▶ **Provided records**
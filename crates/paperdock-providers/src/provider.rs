//! The metadata provider contract.

use async_trait::async_trait;
use serde::{Deserialize, Serialize};
use thiserror::Error;

use paperdock_core::models::Category;

#[derive(Debug, Error)]
pub enum ProviderError {
    #[error("provider is not configured")]
    NotConfigured,

    #[error("{provider} request failed: {reason}")]
    Request {
        provider: &'static str,
        reason: String,
    },

    #[error("{provider} returned a malformed response: {reason}")]
    MalformedResponse {
        provider: &'static str,
        reason: String,
    },
}

/// Metadata as proposed by a single provider, before enrichment.
#[derive(Debug, Clone, Serialize, Deserialize)]
pub struct DraftMetadata {
    pub title: String,
    pub description: String,
    #[serde(default)]
    pub tags: Vec<String>,
    #[serde(default)]
    pub category: Category,
}

#[async_trait]
pub trait MetadataProvider: Send + Sync {
    fn name(&self) -> &'static str;

    /// Whether the provider has the credentials it needs. Unconfigured
    /// providers are skipped by the chain without counting as failures.
    fn is_configured(&self) -> bool;

    async fn generate(&self, text: &str, filename: &str) -> Result<DraftMetadata, ProviderError>;
}
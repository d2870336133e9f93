//! The Document record and its processing lifecycle.

use chrono::{DateTime, Utc};
use serde::{Deserialize, Serialize};
use std::fmt;
use std::str::FromStr;
use uuid::Uuid;

use super::{Category, FileType};

/// Lifecycle status of an uploaded document.
///
/// Transitions are monotonic except the takedown/restore pair, which is owned
/// by the moderation collaborator, not the pipeline.
#[derive(Debug, Clone, Copy, PartialEq, Eq, Serialize, Deserialize)]
#[serde(rename_all = "snake_case")]
pub enum DocumentStatus {
    Uploaded,
    Processing,
    Processed,
    Failed,
    Quarantined,
    Rejected,
    TakenDown,
}

impl DocumentStatus {
    /// Whether this status permits the given transition.
    ///
    /// Terminal pipeline states only move via the moderation takedown/restore
    /// pair; `Failed` may re-enter `Processing` when the queue redelivers,
    /// and `Processing` may be re-claimed when a redelivery takes over a
    /// stale claim left by an abandoned attempt.
    pub fn can_transition_to(&self, next: DocumentStatus) -> bool {
        use DocumentStatus::*;
        matches!(
            (self, next),
            (Uploaded, Processing)
                | (Processing, Processing)
                | (Processing, Processed)
                | (Processing, Failed)
                | (Processing, Quarantined)
                | (Processing, Rejected)
                | (Failed, Processing)
                | (Processed, TakenDown)
                | (TakenDown, Processed)
        )
    }

    /// Terminal states: no further pipeline-internal transition follows.
    pub fn is_terminal(&self) -> bool {
        matches!(
            self,
            DocumentStatus::Processed
                | DocumentStatus::Failed
                | DocumentStatus::Quarantined
                | DocumentStatus::Rejected
        )
    }

    pub fn as_str(&self) -> &'static str {
        match self {
            DocumentStatus::Uploaded => "uploaded",
            DocumentStatus::Processing => "processing",
            DocumentStatus::Processed => "processed",
            DocumentStatus::Failed => "failed",
            DocumentStatus::Quarantined => "quarantined",
            DocumentStatus::Rejected => "rejected",
            DocumentStatus::TakenDown => "taken_down",
        }
    }
}

impl fmt::Display for DocumentStatus {
    fn fmt(&self, f: &mut fmt::Formatter<'_>) -> fmt::Result {
        f.write_str(self.as_str())
    }
}

impl FromStr for DocumentStatus {
    type Err = String;

    fn from_str(s: &str) -> Result<Self, Self::Err> {
        match s {
            "uploaded" => Ok(DocumentStatus::Uploaded),
            "processing" => Ok(DocumentStatus::Processing),
            "processed" => Ok(DocumentStatus::Processed),
            "failed" => Ok(DocumentStatus::Failed),
            "quarantined" => Ok(DocumentStatus::Quarantined),
            "rejected" => Ok(DocumentStatus::Rejected),
            "taken_down" => Ok(DocumentStatus::TakenDown),
            other => Err(format!("unknown document status: {}", other)),
        }
    }
}

/// Result of the security scan, recorded on the document for auditability.
#[derive(Debug, Clone, Serialize, Deserialize)]
pub struct ScanRecord {
    pub clean: bool,
    /// Identity of the scanner tier that produced the verdict.
    pub scanner: String,
    pub scanned_at: DateTime<Utc>,
    pub details: String,
    #[serde(skip_serializing_if = "Option::is_none")]
    pub threat: Option<String>,
}

impl ScanRecord {
    pub fn clean(scanner: impl Into<String>, details: impl Into<String>) -> Self {
        Self {
            clean: true,
            scanner: scanner.into(),
            scanned_at: Utc::now(),
            details: details.into(),
            threat: None,
        }
    }

    pub fn unclean(
        scanner: impl Into<String>,
        details: impl Into<String>,
        threat: impl Into<String>,
    ) -> Self {
        Self {
            clean: false,
            scanner: scanner.into(),
            scanned_at: Utc::now(),
            details: details.into(),
            threat: Some(threat.into()),
        }
    }
}

/// A shared document. The pipeline is the sole writer of the derived fields
/// while status is `Processing`.
#[derive(Debug, Clone, Serialize, Deserialize)]
pub struct Document {
    pub id: Uuid,
    pub owner_id: Uuid,
    pub original_filename: String,
    /// Key of the uploaded source file in the blob store.
    pub blob_key: String,
    pub file_type: FileType,
    pub file_size: i64,
    pub status: DocumentStatus,

    // Derived fields, empty until the first successful processing run.
    pub title: Option<String>,
    pub description: Option<String>,
    pub tags: Vec<String>,
    pub category: Category,
    pub page_count: Option<i32>,
    pub thumbnail_key: Option<String>,
    pub fingerprint: Option<String>,
    /// Free-form metadata bag: word count, language, readability, themes,
    /// extraction method.
    pub metadata: serde_json::Value,

    pub scan_result: Option<ScanRecord>,
    /// Set only when status is `Failed`.
    pub processing_error: Option<String>,

    pub uploaded_at: DateTime<Utc>,
    pub updated_at: DateTime<Utc>,
}

impl Document {
    /// A freshly uploaded document with no derived fields.
    pub fn new_uploaded(
        owner_id: Uuid,
        original_filename: impl Into<String>,
        blob_key: impl Into<String>,
        file_type: FileType,
        file_size: i64,
    ) -> Self {
        let now = Utc::now();
        Self {
            id: Uuid::new_v4(),
            owner_id,
            original_filename: original_filename.into(),
            blob_key: blob_key.into(),
            file_type,
            file_size,
            status: DocumentStatus::Uploaded,
            title: None,
            description: None,
            tags: Vec::new(),
            category: Category::Other,
            page_count: None,
            thumbnail_key: None,
            fingerprint: None,
            metadata: serde_json::Value::Null,
            scan_result: None,
            processing_error: None,
            uploaded_at: now,
            updated_at: now,
        }
    }

    /// Viewable means processed and not taken down. Failed documents keep any
    /// partial fields for diagnostics but are never viewable.
    pub fn is_viewable(&self) -> bool {
        self.status == DocumentStatus::Processed
    }
}

/// All derived fields produced by one successful pipeline run, written to the
/// document store in a single update so readers never observe half-complete
/// metadata.
#[derive(Debug, Clone)]
pub struct ProcessingResults {
    pub title: String,
    pub description: String,
    pub tags: Vec<String>,
    pub category: Category,
    pub page_count: i32,
    pub thumbnail_key: String,
    pub fingerprint: String,
    pub metadata: serde_json::Value,
}

#[cfg(test)]
mod tests {
    use super::*;

    fn doc() -> Document {
        Document::new_uploaded(
            Uuid::new_v4(),
            "report.pdf",
            "uploads/abc/report.pdf",
            FileType::Pdf,
            1024,
        )
    }

    #[test]
    fn new_document_has_no_derived_fields() {
        let d = doc();
        assert_eq!(d.status, DocumentStatus::Uploaded);
        assert!(d.title.is_none());
        assert!(d.tags.is_empty());
        assert_eq!(d.category, Category::Other);
        assert!(d.page_count.is_none());
        assert!(!d.is_viewable());
    }

    #[test]
    fn status_transitions_follow_lifecycle() {
        use DocumentStatus::*;
        assert!(Uploaded.can_transition_to(Processing));
        // A redelivered job may take over a stale claim.
        assert!(Processing.can_transition_to(Processing));
        assert!(Processing.can_transition_to(Processed));
        assert!(Processing.can_transition_to(Failed));
        assert!(Failed.can_transition_to(Processing));
        assert!(Processed.can_transition_to(TakenDown));
        assert!(TakenDown.can_transition_to(Processed));

        assert!(!Processed.can_transition_to(Processing));
        assert!(!Uploaded.can_transition_to(Processed));
        assert!(!Failed.can_transition_to(Processed));
    }

    #[test]
    fn terminal_states() {
        assert!(DocumentStatus::Processed.is_terminal());
        assert!(DocumentStatus::Failed.is_terminal());
        assert!(DocumentStatus::Quarantined.is_terminal());
        assert!(DocumentStatus::Rejected.is_terminal());
        assert!(!DocumentStatus::Processing.is_terminal());
        assert!(!DocumentStatus::Uploaded.is_terminal());
    }

    #[test]
    fn status_string_round_trip() {
        for s in [
            DocumentStatus::Uploaded,
            DocumentStatus::Processing,
            DocumentStatus::Processed,
            DocumentStatus::Failed,
            DocumentStatus::Quarantined,
            DocumentStatus::Rejected,
            DocumentStatus::TakenDown,
        ] {
            assert_eq!(s.as_str().parse::<DocumentStatus>().unwrap(), s);
        }
    }

    #[test]
    fn scan_record_constructors() {
        let clean = ScanRecord::clean("cloud-scan", "0 engines flagged");
        assert!(clean.clean);
        assert!(clean.threat.is_none());

        let unclean = ScanRecord::unclean("signature-validation", "pattern match", "Script tag");
        assert!(!unclean.clean);
        assert_eq!(unclean.threat.as_deref(), Some("Script tag"));
    }
}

▶ **Task objective**
Among the lines above, return those that contain the string "Some".

▶ **Output**
            threat: Some(threat.into()),
        assert_eq!(unclean.threat.as_deref(), Some("Script tag"));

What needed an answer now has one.